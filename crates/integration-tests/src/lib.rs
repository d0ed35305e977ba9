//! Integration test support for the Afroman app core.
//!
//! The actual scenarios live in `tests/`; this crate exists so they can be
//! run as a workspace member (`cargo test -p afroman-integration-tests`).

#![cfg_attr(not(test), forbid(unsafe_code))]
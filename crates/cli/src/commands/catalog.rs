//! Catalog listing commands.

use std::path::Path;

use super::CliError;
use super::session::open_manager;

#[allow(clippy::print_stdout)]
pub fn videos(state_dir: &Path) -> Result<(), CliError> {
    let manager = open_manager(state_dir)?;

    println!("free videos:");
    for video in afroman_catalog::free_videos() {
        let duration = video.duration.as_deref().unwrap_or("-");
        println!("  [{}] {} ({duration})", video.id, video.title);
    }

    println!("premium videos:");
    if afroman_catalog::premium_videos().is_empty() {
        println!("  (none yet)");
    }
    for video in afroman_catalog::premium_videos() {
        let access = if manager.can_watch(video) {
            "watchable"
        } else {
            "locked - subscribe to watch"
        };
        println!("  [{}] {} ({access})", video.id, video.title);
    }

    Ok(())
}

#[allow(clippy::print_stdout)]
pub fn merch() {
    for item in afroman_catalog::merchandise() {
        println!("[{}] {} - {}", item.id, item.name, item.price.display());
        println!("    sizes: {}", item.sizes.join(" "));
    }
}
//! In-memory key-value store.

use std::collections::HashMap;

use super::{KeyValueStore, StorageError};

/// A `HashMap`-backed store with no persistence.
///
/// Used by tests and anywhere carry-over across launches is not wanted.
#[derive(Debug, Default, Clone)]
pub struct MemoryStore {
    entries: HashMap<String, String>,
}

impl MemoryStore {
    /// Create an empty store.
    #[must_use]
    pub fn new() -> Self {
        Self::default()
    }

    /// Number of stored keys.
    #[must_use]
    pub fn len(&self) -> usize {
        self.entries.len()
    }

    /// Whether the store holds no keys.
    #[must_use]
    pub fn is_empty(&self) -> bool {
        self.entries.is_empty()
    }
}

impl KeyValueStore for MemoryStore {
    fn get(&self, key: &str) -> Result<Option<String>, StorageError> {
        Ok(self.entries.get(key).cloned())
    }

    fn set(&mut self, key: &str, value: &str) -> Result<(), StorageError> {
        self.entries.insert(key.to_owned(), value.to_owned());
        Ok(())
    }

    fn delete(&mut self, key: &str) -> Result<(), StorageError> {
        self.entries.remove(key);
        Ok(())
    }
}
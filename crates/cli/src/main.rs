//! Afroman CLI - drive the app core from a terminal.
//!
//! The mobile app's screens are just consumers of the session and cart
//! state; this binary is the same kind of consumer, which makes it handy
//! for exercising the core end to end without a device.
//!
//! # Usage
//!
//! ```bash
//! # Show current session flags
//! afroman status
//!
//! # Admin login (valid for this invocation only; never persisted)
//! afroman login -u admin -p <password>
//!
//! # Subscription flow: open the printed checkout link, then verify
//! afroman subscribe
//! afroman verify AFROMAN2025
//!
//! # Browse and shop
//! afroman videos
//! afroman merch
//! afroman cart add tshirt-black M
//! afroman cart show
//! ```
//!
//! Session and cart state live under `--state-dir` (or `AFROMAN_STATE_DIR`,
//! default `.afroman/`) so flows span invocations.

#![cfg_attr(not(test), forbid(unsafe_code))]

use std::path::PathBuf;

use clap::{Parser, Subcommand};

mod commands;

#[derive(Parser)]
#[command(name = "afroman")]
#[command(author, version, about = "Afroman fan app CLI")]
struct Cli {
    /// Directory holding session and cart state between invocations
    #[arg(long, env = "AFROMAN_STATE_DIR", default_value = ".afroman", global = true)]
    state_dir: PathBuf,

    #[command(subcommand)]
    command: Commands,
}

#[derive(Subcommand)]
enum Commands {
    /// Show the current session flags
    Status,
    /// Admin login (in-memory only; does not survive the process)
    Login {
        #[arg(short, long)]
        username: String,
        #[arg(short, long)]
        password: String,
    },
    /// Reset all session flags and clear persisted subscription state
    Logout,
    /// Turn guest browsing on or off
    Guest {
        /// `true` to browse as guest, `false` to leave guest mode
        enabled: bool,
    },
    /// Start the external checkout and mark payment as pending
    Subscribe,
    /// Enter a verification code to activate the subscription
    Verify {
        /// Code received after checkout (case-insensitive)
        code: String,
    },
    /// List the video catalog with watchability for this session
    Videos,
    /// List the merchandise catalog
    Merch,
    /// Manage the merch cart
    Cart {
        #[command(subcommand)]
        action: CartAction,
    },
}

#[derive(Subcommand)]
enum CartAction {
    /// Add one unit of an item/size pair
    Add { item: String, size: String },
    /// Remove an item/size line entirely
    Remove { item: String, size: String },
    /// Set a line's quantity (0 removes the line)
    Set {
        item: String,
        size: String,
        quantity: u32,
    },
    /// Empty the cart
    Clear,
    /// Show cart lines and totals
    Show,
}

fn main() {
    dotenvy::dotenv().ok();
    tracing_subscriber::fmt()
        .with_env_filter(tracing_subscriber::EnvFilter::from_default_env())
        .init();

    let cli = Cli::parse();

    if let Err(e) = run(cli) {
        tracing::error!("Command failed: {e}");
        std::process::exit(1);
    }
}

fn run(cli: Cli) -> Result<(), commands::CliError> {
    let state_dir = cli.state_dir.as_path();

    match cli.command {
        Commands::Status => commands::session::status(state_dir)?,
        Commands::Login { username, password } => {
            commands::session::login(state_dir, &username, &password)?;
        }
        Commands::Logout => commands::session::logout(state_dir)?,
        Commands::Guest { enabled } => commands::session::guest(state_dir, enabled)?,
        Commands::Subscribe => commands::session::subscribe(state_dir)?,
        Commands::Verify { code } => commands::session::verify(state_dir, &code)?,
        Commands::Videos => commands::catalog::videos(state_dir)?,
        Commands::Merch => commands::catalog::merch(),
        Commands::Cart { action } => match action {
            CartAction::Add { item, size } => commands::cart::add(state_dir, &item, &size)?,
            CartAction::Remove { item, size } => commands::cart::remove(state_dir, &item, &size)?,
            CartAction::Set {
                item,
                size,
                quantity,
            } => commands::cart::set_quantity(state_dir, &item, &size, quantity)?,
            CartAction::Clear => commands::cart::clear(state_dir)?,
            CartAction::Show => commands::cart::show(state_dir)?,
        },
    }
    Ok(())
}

**ACTIVITY:**
Copy out, from the data above, every line holding the word "current".

**ANSWER SPACE:**
//! # Show current session flags
    /// Show the current session flags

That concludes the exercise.